*Source material*:
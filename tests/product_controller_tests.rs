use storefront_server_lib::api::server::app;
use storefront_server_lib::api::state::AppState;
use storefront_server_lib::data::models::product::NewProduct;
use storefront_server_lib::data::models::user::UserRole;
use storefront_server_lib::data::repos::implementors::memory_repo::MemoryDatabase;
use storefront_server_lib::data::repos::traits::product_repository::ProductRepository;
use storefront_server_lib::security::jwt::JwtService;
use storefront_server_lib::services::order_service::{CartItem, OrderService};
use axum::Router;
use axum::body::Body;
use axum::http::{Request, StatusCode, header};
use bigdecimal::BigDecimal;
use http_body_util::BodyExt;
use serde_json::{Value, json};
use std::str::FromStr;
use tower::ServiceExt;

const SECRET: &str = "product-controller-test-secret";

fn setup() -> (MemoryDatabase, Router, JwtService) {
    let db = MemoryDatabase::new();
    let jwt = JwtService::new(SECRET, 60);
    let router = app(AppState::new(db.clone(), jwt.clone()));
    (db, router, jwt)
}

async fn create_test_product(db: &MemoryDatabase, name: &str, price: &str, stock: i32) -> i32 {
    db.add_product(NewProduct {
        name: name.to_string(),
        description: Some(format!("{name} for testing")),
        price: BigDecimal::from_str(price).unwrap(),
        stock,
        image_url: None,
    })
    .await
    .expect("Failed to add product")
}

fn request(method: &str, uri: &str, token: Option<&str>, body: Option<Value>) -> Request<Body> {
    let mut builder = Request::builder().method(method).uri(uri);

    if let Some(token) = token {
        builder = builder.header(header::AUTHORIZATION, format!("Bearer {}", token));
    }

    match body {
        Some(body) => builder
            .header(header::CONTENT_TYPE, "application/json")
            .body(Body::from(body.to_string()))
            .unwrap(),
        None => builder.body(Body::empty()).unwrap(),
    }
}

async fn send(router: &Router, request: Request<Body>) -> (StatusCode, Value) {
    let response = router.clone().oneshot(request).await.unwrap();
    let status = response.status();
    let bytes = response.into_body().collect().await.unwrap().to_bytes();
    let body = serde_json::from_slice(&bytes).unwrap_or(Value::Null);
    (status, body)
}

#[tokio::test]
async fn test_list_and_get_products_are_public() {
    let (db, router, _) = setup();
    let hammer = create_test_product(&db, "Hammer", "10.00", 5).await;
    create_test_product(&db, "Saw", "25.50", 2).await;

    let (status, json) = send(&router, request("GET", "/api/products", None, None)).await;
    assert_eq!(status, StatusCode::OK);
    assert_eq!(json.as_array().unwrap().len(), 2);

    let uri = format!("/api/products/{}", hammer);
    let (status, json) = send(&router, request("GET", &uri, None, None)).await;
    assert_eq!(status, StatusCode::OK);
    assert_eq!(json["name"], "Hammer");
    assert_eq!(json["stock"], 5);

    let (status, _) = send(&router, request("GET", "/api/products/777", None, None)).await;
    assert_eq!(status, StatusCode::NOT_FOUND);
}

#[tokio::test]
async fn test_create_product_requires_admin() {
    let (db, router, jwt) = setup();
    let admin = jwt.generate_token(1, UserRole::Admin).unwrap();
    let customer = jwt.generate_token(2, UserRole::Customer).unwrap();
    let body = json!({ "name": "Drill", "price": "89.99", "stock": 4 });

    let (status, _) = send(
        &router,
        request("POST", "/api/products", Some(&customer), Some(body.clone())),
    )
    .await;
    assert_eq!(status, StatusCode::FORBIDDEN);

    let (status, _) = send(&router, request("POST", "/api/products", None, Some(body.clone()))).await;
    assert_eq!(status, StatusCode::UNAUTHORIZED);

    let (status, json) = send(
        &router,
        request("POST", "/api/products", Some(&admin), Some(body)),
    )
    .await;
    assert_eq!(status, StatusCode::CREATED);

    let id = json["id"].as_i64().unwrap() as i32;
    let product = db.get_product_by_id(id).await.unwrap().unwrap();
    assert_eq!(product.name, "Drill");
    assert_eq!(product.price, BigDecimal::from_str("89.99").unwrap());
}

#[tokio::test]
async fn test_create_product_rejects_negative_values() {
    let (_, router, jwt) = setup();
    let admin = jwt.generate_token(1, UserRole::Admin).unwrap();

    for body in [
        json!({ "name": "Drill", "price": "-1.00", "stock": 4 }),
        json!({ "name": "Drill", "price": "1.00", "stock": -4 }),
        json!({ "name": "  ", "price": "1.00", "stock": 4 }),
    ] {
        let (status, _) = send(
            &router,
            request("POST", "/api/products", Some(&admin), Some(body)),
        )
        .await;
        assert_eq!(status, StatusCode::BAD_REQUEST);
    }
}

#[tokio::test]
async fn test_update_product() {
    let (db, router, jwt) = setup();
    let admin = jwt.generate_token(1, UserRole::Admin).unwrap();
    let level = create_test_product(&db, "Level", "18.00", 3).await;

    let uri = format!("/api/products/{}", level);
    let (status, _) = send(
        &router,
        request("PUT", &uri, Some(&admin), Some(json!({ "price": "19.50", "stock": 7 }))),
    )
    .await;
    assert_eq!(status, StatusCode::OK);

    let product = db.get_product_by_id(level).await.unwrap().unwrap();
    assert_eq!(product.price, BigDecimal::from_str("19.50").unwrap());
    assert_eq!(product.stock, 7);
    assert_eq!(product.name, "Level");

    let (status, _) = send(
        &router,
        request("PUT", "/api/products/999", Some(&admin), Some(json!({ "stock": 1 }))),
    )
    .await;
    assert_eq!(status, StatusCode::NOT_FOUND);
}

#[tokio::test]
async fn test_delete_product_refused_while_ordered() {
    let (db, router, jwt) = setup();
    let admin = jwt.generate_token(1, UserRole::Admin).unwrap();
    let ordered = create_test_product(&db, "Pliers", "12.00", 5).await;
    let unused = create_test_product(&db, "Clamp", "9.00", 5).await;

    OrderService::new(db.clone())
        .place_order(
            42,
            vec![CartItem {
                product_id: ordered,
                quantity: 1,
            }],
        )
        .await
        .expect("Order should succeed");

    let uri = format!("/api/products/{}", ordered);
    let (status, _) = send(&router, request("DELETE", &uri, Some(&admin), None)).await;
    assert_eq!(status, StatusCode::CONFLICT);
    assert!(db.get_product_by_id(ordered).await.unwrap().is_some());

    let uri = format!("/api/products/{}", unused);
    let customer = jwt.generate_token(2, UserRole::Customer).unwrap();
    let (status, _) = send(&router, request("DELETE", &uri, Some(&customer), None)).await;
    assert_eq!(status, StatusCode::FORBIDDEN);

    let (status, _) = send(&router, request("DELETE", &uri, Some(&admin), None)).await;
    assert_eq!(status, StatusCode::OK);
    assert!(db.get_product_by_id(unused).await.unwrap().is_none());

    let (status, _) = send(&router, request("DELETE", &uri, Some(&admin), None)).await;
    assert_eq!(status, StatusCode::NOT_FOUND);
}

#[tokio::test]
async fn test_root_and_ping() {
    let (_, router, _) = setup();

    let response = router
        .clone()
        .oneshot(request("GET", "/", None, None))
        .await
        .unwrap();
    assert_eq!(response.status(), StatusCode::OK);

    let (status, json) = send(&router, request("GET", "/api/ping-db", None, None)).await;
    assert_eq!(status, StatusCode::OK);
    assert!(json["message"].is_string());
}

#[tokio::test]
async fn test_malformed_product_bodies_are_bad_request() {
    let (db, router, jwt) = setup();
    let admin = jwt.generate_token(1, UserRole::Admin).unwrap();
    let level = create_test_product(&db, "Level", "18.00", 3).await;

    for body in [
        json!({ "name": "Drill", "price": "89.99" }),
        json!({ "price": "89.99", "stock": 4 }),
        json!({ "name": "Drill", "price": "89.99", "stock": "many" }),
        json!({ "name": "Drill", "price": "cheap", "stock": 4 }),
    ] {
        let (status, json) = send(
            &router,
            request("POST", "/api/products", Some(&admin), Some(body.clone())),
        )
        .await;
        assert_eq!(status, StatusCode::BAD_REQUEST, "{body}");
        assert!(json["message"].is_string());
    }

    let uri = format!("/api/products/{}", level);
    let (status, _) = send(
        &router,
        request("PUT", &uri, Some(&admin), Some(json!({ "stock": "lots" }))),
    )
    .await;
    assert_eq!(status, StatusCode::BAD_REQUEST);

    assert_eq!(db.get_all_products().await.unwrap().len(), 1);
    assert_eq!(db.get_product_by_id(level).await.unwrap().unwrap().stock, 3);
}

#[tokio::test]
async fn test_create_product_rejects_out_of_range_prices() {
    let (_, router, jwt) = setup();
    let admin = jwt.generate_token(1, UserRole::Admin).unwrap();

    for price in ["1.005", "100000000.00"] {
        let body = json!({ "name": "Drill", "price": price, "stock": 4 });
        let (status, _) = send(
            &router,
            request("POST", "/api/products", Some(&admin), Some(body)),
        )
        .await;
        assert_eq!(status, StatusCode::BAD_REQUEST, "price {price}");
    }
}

*Try it*: In the listing above, find every line with the word "method" and copy it out.

*Response to this task*:
fn request(method: &str, uri: &str, token: Option<&str>, body: Option<Value>) -> Request<Body> {
    let mut builder = Request::builder().method(method).uri(uri);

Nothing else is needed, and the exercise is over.